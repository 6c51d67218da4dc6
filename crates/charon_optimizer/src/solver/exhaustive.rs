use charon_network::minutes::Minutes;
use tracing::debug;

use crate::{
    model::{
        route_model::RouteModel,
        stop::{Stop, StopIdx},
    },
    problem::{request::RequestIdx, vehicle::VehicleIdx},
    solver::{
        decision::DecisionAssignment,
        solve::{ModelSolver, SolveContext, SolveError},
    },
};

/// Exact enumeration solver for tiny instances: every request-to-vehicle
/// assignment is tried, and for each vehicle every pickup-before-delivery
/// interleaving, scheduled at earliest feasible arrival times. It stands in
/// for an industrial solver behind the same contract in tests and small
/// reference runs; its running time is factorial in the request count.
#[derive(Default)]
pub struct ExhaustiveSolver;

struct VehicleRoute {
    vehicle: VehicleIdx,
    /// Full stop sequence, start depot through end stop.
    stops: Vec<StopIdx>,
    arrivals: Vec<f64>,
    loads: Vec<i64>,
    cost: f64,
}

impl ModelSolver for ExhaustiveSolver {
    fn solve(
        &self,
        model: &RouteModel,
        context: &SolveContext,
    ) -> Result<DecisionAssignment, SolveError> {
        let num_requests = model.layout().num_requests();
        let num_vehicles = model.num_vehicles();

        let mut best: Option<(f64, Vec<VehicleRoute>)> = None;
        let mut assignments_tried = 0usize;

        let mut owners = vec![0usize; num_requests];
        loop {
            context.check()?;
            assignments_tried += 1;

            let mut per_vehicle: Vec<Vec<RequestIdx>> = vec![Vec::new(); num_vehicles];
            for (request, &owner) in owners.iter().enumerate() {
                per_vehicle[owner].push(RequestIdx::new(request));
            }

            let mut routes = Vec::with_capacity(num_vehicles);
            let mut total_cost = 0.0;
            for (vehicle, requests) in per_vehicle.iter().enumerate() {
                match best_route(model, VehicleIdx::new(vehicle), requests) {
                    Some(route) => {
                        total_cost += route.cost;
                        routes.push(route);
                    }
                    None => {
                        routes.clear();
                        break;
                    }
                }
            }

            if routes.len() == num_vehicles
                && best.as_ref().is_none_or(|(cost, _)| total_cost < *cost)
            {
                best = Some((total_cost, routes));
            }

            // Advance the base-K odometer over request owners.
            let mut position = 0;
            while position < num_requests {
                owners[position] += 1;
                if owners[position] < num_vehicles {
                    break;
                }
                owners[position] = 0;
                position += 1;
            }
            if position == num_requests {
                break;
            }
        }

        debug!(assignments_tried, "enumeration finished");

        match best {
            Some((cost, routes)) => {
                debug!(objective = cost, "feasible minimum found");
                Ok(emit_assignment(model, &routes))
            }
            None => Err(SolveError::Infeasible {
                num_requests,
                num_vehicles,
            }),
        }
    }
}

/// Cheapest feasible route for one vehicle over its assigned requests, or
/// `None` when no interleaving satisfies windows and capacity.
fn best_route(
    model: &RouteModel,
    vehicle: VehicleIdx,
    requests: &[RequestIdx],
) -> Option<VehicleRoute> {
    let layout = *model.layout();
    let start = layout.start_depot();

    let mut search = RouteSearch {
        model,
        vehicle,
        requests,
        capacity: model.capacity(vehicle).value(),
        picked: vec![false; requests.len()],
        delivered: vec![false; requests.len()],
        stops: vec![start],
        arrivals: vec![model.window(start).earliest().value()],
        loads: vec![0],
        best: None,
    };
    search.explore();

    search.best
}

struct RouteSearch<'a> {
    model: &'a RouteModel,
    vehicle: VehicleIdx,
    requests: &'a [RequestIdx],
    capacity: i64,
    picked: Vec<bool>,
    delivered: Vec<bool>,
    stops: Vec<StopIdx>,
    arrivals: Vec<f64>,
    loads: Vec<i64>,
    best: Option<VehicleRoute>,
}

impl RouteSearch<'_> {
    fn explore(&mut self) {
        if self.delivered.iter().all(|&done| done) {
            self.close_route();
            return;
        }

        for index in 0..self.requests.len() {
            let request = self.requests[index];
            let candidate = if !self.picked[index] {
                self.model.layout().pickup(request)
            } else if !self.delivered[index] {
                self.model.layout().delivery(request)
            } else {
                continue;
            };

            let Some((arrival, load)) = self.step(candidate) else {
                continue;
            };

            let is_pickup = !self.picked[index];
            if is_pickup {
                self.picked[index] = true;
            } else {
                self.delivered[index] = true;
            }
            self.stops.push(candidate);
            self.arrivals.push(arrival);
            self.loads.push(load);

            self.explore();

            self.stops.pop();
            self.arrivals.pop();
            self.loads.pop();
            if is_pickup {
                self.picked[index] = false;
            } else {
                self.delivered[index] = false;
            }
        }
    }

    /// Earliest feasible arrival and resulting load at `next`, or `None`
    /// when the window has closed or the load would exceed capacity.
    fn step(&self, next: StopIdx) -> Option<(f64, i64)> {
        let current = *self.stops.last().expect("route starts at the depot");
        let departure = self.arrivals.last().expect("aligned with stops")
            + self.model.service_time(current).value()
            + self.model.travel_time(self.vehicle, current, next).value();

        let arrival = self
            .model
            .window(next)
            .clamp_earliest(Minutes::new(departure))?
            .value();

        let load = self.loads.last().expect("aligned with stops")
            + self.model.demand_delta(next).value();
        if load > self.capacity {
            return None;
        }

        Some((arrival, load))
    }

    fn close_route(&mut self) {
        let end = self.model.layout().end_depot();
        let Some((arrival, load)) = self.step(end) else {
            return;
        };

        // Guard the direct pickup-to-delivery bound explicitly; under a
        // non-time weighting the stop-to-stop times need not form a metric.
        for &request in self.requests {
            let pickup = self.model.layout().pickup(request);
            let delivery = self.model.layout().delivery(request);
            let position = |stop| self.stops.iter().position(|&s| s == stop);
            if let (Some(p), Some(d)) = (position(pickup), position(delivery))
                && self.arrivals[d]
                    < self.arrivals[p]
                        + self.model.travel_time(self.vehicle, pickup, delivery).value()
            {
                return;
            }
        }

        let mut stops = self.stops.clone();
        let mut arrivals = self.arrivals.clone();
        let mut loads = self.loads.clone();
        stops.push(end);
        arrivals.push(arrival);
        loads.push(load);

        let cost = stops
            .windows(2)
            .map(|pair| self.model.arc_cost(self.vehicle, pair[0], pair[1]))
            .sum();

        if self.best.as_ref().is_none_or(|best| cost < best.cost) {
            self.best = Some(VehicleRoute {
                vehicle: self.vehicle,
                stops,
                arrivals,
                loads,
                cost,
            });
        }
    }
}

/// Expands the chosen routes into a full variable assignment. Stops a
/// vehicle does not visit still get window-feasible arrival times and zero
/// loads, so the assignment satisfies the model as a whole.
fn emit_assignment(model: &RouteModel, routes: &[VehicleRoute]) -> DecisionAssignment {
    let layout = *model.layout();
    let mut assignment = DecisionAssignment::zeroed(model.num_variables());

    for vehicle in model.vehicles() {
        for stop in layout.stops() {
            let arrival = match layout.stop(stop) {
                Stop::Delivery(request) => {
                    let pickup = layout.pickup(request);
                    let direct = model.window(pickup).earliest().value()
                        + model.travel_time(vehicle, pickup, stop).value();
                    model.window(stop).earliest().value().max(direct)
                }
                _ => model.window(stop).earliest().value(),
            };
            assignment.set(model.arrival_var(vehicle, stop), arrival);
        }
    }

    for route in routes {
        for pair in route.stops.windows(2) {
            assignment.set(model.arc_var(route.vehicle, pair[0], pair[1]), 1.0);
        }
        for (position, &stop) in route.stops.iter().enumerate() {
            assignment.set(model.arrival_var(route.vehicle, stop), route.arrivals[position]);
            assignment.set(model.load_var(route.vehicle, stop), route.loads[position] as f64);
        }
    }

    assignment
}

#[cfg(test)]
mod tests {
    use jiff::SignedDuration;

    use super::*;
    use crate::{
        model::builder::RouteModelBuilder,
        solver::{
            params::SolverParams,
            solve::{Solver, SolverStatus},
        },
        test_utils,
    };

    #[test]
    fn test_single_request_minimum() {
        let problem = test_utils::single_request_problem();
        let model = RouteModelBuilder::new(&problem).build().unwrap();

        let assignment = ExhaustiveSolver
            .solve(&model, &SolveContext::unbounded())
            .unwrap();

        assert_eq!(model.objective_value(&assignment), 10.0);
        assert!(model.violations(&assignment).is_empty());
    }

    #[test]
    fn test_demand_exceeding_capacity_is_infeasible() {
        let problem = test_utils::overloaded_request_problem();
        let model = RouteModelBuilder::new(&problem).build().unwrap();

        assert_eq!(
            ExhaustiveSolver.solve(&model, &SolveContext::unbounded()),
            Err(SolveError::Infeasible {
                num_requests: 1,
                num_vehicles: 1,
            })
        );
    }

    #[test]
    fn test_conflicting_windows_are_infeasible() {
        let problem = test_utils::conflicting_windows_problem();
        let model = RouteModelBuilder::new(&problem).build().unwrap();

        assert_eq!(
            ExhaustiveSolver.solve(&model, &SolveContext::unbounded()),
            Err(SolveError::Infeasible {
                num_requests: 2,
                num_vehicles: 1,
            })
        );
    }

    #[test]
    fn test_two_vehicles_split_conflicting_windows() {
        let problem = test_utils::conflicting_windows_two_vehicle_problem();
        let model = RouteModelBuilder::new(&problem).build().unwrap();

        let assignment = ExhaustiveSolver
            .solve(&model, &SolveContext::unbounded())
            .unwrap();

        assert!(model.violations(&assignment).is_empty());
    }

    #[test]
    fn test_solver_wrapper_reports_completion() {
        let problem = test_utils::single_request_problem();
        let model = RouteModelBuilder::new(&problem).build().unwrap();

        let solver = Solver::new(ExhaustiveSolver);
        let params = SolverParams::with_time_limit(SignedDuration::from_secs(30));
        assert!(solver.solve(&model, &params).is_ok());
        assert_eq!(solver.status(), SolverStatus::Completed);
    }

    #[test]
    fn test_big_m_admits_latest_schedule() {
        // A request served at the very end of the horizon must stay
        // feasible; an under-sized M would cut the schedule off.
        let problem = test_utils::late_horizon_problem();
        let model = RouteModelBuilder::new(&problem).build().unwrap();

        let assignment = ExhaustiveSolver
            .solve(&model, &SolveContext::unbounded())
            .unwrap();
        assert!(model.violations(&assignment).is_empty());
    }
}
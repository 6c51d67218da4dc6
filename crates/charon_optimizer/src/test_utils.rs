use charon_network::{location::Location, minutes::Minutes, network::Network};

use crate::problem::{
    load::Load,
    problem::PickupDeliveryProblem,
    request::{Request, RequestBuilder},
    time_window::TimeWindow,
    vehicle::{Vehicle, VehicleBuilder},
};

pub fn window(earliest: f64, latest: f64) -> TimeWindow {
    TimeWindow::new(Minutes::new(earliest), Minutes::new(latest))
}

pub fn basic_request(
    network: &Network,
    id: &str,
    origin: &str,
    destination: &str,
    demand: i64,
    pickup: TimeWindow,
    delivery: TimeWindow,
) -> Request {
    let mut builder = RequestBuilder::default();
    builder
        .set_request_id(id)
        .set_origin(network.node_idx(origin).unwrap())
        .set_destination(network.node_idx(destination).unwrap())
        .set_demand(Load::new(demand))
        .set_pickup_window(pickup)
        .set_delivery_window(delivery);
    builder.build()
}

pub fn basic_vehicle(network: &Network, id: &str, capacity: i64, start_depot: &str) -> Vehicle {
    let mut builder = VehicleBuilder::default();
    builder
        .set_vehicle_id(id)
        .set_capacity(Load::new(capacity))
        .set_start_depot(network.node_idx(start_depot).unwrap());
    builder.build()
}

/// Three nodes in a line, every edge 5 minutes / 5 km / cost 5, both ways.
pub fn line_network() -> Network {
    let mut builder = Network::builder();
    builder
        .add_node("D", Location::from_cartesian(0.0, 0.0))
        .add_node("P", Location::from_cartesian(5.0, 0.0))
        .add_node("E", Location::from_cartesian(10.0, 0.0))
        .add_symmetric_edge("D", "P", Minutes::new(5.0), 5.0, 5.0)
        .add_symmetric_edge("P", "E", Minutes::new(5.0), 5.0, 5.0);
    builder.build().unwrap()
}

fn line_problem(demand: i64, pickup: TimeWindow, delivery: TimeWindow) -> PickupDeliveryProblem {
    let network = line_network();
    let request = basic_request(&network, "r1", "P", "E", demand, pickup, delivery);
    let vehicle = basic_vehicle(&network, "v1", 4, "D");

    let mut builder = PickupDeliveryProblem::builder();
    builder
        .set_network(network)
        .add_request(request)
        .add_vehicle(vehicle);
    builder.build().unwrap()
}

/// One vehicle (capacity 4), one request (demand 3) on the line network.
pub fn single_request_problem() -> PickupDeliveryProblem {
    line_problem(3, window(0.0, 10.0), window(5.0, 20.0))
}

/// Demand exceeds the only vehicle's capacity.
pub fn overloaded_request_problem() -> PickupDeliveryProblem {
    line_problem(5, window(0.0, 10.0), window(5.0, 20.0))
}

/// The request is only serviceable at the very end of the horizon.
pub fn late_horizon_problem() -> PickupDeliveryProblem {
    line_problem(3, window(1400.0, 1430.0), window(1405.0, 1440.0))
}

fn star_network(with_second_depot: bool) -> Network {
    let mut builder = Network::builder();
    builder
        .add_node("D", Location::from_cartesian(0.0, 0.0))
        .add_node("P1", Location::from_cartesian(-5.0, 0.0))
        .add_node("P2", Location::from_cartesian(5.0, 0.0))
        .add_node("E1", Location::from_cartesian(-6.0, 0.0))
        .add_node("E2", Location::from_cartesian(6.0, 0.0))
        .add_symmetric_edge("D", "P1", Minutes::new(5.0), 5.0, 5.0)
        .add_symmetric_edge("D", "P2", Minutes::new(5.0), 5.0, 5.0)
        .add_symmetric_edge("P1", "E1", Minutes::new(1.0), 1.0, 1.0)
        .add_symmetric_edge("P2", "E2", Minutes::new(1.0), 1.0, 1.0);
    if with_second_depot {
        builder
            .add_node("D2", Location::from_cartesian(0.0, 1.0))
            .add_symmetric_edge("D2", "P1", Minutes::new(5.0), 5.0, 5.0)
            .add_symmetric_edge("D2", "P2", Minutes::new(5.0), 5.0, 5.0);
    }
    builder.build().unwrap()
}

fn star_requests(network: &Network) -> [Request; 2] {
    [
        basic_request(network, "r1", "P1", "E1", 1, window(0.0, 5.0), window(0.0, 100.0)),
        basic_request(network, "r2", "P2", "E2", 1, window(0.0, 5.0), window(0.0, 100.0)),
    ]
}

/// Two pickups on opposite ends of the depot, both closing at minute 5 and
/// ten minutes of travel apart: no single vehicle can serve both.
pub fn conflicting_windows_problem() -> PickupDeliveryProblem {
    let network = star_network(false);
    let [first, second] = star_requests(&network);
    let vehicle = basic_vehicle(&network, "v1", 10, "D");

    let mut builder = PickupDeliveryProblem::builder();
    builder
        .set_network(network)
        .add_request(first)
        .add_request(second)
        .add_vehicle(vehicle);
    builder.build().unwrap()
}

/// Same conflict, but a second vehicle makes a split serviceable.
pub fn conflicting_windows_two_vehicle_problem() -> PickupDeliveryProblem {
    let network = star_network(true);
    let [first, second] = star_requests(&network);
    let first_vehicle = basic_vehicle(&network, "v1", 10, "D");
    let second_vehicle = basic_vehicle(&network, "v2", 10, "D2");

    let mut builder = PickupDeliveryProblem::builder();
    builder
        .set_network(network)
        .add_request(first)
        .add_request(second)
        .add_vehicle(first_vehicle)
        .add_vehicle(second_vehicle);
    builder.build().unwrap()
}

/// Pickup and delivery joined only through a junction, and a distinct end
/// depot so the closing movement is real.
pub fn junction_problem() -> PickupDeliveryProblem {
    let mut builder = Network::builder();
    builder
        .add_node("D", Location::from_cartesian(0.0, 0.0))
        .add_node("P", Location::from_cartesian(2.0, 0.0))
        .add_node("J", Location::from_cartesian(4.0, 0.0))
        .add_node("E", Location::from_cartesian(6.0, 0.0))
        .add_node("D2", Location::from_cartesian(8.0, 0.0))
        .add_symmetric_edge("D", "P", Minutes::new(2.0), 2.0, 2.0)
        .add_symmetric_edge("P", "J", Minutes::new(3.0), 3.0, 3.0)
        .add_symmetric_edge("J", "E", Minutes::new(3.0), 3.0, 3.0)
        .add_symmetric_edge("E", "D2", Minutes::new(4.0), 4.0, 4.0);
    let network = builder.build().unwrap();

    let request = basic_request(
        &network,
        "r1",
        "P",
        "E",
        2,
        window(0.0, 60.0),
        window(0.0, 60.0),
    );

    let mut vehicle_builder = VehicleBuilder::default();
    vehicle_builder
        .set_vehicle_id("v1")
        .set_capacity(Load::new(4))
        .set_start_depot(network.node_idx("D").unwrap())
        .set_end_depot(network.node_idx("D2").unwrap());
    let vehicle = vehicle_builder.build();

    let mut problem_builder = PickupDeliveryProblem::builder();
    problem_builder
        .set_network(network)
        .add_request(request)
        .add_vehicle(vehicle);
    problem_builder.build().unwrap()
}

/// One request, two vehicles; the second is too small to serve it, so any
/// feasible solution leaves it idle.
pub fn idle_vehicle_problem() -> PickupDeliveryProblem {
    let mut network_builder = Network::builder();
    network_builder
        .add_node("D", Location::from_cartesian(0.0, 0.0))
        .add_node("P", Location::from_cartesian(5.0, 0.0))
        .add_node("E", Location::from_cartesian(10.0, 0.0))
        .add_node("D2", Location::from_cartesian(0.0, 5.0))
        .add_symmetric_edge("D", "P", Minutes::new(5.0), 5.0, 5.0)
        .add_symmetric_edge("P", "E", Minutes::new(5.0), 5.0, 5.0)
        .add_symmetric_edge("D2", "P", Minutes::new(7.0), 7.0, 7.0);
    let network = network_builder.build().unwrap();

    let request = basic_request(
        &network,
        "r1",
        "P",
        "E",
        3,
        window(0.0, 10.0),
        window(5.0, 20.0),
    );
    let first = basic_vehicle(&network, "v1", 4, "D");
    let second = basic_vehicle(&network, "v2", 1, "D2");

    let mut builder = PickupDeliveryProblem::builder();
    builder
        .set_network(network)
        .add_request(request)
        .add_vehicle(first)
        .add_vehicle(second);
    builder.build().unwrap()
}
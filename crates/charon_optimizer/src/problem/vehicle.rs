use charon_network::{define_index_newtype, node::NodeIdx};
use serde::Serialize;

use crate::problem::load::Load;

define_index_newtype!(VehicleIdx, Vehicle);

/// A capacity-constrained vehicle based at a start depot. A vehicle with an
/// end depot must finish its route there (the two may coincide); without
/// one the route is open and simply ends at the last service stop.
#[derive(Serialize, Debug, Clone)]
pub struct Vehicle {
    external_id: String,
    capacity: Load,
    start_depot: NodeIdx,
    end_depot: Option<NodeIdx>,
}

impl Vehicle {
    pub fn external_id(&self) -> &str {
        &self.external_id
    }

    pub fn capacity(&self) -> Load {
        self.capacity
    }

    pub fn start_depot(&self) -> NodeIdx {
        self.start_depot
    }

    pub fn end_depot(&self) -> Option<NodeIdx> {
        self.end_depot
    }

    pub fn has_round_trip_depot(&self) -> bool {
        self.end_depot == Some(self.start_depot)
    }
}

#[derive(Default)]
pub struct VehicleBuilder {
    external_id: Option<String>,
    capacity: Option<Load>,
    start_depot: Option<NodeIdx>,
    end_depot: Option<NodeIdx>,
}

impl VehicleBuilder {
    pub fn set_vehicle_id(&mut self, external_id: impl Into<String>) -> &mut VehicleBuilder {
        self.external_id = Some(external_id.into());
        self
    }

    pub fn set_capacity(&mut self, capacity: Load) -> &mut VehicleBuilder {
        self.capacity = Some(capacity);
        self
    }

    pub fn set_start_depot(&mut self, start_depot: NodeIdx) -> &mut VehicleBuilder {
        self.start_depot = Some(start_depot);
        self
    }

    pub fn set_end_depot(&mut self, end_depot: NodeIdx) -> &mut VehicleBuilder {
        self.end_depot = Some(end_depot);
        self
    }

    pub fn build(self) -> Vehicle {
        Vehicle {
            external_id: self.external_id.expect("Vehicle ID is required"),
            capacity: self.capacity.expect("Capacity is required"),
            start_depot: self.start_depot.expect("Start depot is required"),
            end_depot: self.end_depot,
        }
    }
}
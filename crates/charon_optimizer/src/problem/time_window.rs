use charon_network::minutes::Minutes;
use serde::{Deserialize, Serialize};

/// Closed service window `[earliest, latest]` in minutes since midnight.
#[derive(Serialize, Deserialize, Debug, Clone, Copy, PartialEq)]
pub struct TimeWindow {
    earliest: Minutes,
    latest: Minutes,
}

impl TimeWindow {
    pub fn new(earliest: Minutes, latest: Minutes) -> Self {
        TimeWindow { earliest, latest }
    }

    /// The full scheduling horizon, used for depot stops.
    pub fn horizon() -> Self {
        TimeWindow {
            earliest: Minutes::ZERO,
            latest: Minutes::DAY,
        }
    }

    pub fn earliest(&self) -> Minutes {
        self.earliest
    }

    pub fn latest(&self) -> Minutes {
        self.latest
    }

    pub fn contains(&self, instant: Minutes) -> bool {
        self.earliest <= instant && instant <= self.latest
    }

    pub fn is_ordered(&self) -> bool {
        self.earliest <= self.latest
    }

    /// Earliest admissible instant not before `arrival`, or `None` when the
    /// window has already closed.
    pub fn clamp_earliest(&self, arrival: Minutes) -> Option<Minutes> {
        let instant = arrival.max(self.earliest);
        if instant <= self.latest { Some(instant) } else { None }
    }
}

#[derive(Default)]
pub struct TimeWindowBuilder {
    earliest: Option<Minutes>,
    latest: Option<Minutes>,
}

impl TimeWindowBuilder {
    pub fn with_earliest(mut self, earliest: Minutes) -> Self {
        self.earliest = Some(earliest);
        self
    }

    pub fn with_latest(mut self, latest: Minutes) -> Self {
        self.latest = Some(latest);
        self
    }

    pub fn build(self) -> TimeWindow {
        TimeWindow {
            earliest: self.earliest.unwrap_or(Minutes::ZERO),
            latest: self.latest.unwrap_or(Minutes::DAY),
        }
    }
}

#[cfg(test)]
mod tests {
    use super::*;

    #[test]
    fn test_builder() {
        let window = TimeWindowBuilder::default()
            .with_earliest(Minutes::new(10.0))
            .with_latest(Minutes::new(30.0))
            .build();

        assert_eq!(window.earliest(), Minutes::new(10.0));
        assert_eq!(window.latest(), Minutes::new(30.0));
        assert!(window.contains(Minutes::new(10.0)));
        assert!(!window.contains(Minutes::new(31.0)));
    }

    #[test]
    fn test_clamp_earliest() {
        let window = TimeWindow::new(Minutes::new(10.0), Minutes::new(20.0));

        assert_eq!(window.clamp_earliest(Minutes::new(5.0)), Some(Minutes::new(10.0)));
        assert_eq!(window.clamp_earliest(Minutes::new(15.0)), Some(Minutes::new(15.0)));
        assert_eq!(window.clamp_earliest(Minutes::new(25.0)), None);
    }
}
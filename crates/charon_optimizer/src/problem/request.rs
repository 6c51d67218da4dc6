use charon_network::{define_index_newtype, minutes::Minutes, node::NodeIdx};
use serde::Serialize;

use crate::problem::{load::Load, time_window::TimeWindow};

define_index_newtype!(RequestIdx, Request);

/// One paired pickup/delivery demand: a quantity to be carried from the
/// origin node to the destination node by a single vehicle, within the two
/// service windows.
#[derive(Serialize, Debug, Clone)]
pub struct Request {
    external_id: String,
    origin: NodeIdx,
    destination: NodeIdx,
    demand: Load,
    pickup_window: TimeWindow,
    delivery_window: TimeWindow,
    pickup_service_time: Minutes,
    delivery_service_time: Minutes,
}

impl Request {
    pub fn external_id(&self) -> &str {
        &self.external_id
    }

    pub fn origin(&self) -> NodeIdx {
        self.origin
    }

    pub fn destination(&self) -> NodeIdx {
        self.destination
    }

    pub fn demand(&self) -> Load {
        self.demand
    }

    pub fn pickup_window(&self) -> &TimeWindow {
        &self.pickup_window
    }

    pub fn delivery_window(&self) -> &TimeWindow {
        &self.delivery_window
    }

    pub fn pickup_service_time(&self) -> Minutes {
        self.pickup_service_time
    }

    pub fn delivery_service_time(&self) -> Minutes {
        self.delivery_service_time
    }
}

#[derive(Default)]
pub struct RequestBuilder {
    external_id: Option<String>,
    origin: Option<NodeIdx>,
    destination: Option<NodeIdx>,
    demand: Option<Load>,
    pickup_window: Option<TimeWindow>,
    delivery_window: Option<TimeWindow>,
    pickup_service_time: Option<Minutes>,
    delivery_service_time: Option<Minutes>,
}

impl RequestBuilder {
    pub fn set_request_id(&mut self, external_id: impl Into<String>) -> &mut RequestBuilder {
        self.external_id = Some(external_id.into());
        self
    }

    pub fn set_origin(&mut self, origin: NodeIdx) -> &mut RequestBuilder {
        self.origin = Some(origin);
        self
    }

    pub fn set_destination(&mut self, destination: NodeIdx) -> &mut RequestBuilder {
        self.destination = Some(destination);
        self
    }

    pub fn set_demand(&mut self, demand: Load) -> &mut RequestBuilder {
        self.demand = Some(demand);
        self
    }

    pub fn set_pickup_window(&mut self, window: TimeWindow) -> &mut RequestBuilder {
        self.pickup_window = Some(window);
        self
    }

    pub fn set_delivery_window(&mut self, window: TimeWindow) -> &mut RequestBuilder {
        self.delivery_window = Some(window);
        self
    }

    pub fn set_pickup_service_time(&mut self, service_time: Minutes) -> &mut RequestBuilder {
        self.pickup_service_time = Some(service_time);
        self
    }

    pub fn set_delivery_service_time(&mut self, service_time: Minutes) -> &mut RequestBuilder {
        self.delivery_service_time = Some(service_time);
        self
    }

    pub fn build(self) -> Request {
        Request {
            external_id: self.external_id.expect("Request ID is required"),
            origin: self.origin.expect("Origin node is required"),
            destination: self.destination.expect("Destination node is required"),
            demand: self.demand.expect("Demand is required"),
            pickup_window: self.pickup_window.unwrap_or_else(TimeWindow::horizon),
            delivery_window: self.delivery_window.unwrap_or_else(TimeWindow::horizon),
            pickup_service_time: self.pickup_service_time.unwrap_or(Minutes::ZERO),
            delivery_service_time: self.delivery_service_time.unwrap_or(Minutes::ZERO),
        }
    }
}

•••••

Exercise details
The exact lines of the material above starting at the one that contains "pub fn horizon()" and ending at the one that contains "pub fn with_earliest(mut" are what to retype; leave out everything else.

Output of the exercise
    pub fn horizon() -> Self {
        TimeWindow {
            earliest: Minutes::ZERO,
            latest: Minutes::DAY,
        }
    }

    pub fn earliest(&self) -> Minutes {
        self.earliest
    }

    pub fn latest(&self) -> Minutes {
        self.latest
    }

    pub fn contains(&self, instant: Minutes) -> bool {
        self.earliest <= instant && instant <= self.latest
    }

    pub fn is_ordered(&self) -> bool {
        self.earliest <= self.latest
    }

    /// Earliest admissible instant not before `arrival`, or `None` when the
    /// window has already closed.
    pub fn clamp_earliest(&self, arrival: Minutes) -> Option<Minutes> {
        let instant = arrival.max(self.earliest);
        if instant <= self.latest { Some(instant) } else { None }
    }
}

#[derive(Default)]
pub struct TimeWindowBuilder {
    earliest: Option<Minutes>,
    latest: Option<Minutes>,
}

impl TimeWindowBuilder {
    pub fn with_earliest(mut self, earliest: Minutes) -> Self {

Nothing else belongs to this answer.